* **Directions**
Copy out all lines from the entries below in which "FileEventKind" occurs.

* **Collection entries**
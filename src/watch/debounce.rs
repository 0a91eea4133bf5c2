// src/watch/debounce.rs

//! Write-finish debouncing.
//!
//! Editors and the TiddlyWiki server write a tiddler in several syscalls, and
//! a save usually touches the file more than once. A path is held here until
//! its size and modification time have stopped changing for
//! `stability_threshold`, then released as a single event.
//!
//! This is a synchronous state machine with no timers of its own: the
//! watcher task calls [`WriteDebouncer::poll`] every `poll_interval` with the
//! current time and a stat function.

use std::collections::HashMap;
use std::path::{Path, PathBuf};
use std::time::Instant;

use tracing::{debug, trace};

use crate::config::DebounceSettings;
use crate::types::{FileEvent, FileEventKind, FileStamp};

#[derive(Debug)]
struct PendingWrite {
    kind: FileEventKind,
    last_stamp: Option<FileStamp>,
    stable_since: Instant,
}

#[derive(Debug)]
pub struct WriteDebouncer {
    settings: DebounceSettings,
    pending: HashMap<PathBuf, PendingWrite>,
}

impl WriteDebouncer {
    pub fn new(settings: DebounceSettings) -> Self {
        Self {
            settings,
            pending: HashMap::new(),
        }
    }

    /// Note a write to `path`. Restarts its quiescence window.
    ///
    /// An add followed by changes is still reported as an add.
    pub fn record(&mut self, path: PathBuf, kind: FileEventKind, now: Instant) {
        match self.pending.get_mut(&path) {
            Some(pending) => {
                trace!(?path, %kind, "write while pending; restarting window");
                if kind == FileEventKind::Added {
                    pending.kind = FileEventKind::Added;
                }
                pending.stable_since = now;
            }
            None => {
                debug!(?path, %kind, "write pending");
                self.pending.insert(
                    path,
                    PendingWrite {
                        kind,
                        last_stamp: None,
                        stable_since: now,
                    },
                );
            }
        }
    }

    /// Drop a pending write, e.g. because the file was removed.
    pub fn cancel(&mut self, path: &Path) -> bool {
        self.pending.remove(path).is_some()
    }

    pub fn is_idle(&self) -> bool {
        self.pending.is_empty()
    }

    pub fn pending_len(&self) -> usize {
        self.pending.len()
    }

    /// Re-check every pending path and release those that have settled.
    ///
    /// `stat` returns `None` when the path is gone or is not a regular file;
    /// such entries are dropped without an event.
    pub fn poll<F>(&mut self, now: Instant, mut stat: F) -> Vec<FileEvent>
    where
        F: FnMut(&Path) -> Option<FileStamp>,
    {
        let threshold = self.settings.stability_threshold;
        let mut settled = Vec::new();
        let mut vanished = Vec::new();

        for (path, pending) in self.pending.iter_mut() {
            match stat(path) {
                None => vanished.push(path.clone()),
                Some(stamp) if pending.last_stamp != Some(stamp) => {
                    pending.last_stamp = Some(stamp);
                    pending.stable_since = now;
                }
                Some(_) => {
                    if now.saturating_duration_since(pending.stable_since) >= threshold {
                        settled.push(path.clone());
                    }
                }
            }
        }

        for path in vanished {
            debug!(?path, "pending write vanished before settling; dropping");
            self.pending.remove(&path);
        }

        settled.sort();
        settled
            .into_iter()
            .filter_map(|path| {
                let pending = self.pending.remove(&path)?;
                Some(FileEvent::new(path, pending.kind))
            })
            .collect()
    }
}
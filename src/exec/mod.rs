// src/exec/mod.rs

//! Process execution layer.
//!
//! - [`heartbeat`] builds the `wakatime-cli` argument list.
//! - [`runner`] spawns one process with `tokio::process::Command`, captures
//!   its output and logs the outcome.
//! - [`backend`] provides the `HeartbeatBackend` trait and the production
//!   `ProcessBackend`, which tests replace with a recording fake.

pub mod backend;
pub mod heartbeat;
pub mod runner;

pub use backend::{HeartbeatBackend, ProcessBackend};
pub use heartbeat::HeartbeatCommand;
pub use runner::{run_heartbeat, HeartbeatOutcome};
// src/fs/mock.rs

use super::{EntryKind, FileSystem};
use anyhow::{anyhow, Result};
use std::collections::{HashMap, HashSet};
use std::path::{Path, PathBuf};
use std::sync::{Arc, Mutex};
use std::time::{Duration, SystemTime};

use crate::types::FileStamp;

#[derive(Debug, Clone)]
pub enum MockEntry {
    /// Contents plus a revision counter bumped on every write.
    File(Vec<u8>, u64),
    Dir(Vec<String>), // List of child names
}

#[derive(Debug, Default)]
struct MockState {
    entries: HashMap<PathBuf, MockEntry>,
    unreadable: HashSet<PathBuf>,
}

/// In-memory filesystem for tests.
///
/// Cloning shares the underlying state, so a test can keep a handle and
/// mutate files while the code under test holds another.
#[derive(Debug, Clone, Default)]
pub struct MockFileSystem {
    state: Arc<Mutex<MockState>>,
}

impl MockFileSystem {
    pub fn new() -> Self {
        let mut state = MockState::default();
        // Ensure root exists
        state.entries.insert(PathBuf::from("."), MockEntry::Dir(Vec::new()));

        Self {
            state: Arc::new(Mutex::new(state)),
        }
    }

    pub fn add_file(&self, path: impl AsRef<Path>, content: impl Into<Vec<u8>>) {
        let path = path.as_ref().to_path_buf();
        let mut state = self.state.lock().unwrap();
        let revision = match state.entries.get(&path) {
            Some(MockEntry::File(_, rev)) => rev + 1,
            _ => 0,
        };
        state.entries.insert(path.clone(), MockEntry::File(content.into(), revision));

        if let Some(parent) = parent_of(&path) {
            Self::ensure_dir_entry(&mut state.entries, &parent);
            Self::link_child(&mut state.entries, &parent, &path);
        }
    }

    pub fn add_dir(&self, path: impl AsRef<Path>) {
        let mut state = self.state.lock().unwrap();
        Self::ensure_dir_entry(&mut state.entries, path.as_ref());
    }

    pub fn remove(&self, path: impl AsRef<Path>) {
        let path = path.as_ref();
        let mut state = self.state.lock().unwrap();
        state.entries.remove(path);
        if let Some(parent) = parent_of(path) {
            if let (Some(MockEntry::Dir(children)), Some(name)) = (
                state.entries.get_mut(&parent),
                path.file_name().and_then(|n| n.to_str()),
            ) {
                children.retain(|c| c != name);
            }
        }
    }

    /// Make reads and listings of `path` fail as if permission were denied.
    pub fn deny_read(&self, path: impl AsRef<Path>) {
        let mut state = self.state.lock().unwrap();
        state.unreadable.insert(path.as_ref().to_path_buf());
    }

    fn ensure_dir_entry(entries: &mut HashMap<PathBuf, MockEntry>, path: &Path) {
        if entries.contains_key(path) {
            return;
        }
        entries.insert(path.to_path_buf(), MockEntry::Dir(Vec::new()));
        if let Some(parent) = parent_of(path) {
            if parent != path {
                // Avoid infinite loop at root
                Self::ensure_dir_entry(entries, &parent);
                Self::link_child(entries, &parent, path);
            }
        }
    }

    fn link_child(entries: &mut HashMap<PathBuf, MockEntry>, parent: &Path, child: &Path) {
        if let Some(MockEntry::Dir(children)) = entries.get_mut(parent) {
            if let Some(name) = child.file_name().and_then(|n| n.to_str()) {
                if !children.iter().any(|c| c == name) {
                    children.push(name.to_string());
                }
            }
        }
    }

    fn check_readable(state: &MockState, path: &Path) -> Result<()> {
        if state.unreadable.contains(path) {
            return Err(anyhow!("Permission denied: {:?}", path));
        }
        Ok(())
    }
}

fn parent_of(path: &Path) -> Option<PathBuf> {
    path.parent().map(|parent| {
        if parent.as_os_str().is_empty() {
            PathBuf::from(".")
        } else {
            parent.to_path_buf()
        }
    })
}

impl FileSystem for MockFileSystem {
    fn read_to_string(&self, path: &Path) -> Result<String> {
        let state = self.state.lock().unwrap();
        Self::check_readable(&state, path)?;
        match state.entries.get(path) {
            Some(MockEntry::File(content, _)) => {
                String::from_utf8(content.clone()).map_err(|e| anyhow!("Invalid UTF-8: {}", e))
            }
            Some(MockEntry::Dir(_)) => Err(anyhow!("Is a directory: {:?}", path)),
            None => Err(anyhow!("File not found: {:?}", path)),
        }
    }

    fn entry_kind(&self, path: &Path) -> Option<EntryKind> {
        let state = self.state.lock().unwrap();
        match state.entries.get(path)? {
            MockEntry::File(..) => Some(EntryKind::File),
            MockEntry::Dir(_) => Some(EntryKind::Dir),
        }
    }

    fn canonicalize(&self, path: &Path) -> Result<PathBuf> {
        // Tests use absolute paths.
        Ok(path.to_path_buf())
    }

    fn list_dir(&self, path: &Path) -> Result<Vec<PathBuf>> {
        let state = self.state.lock().unwrap();
        Self::check_readable(&state, path)?;
        match state.entries.get(path) {
            Some(MockEntry::Dir(children)) => {
                Ok(children.iter().map(|name| path.join(name)).collect())
            }
            _ => Err(anyhow!("Not a directory or not found: {:?}", path)),
        }
    }

    fn stat(&self, path: &Path) -> Result<FileStamp> {
        let state = self.state.lock().unwrap();
        match state.entries.get(path) {
            Some(MockEntry::File(content, revision)) => Ok(FileStamp {
                len: content.len() as u64,
                modified: Some(SystemTime::UNIX_EPOCH + Duration::from_secs(*revision)),
            }),
            Some(MockEntry::Dir(_)) => Ok(FileStamp {
                len: 0,
                modified: None,
            }),
            None => Err(anyhow!("File not found: {:?}", path)),
        }
    }
}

* **Task output**
use crate::types::{FileEvent, FileEventKind, FileStamp};
    kind: FileEventKind,
    pub fn record(&mut self, path: PathBuf, kind: FileEventKind, now: Instant) {
                if kind == FileEventKind::Added {
                    pending.kind = FileEventKind::Added;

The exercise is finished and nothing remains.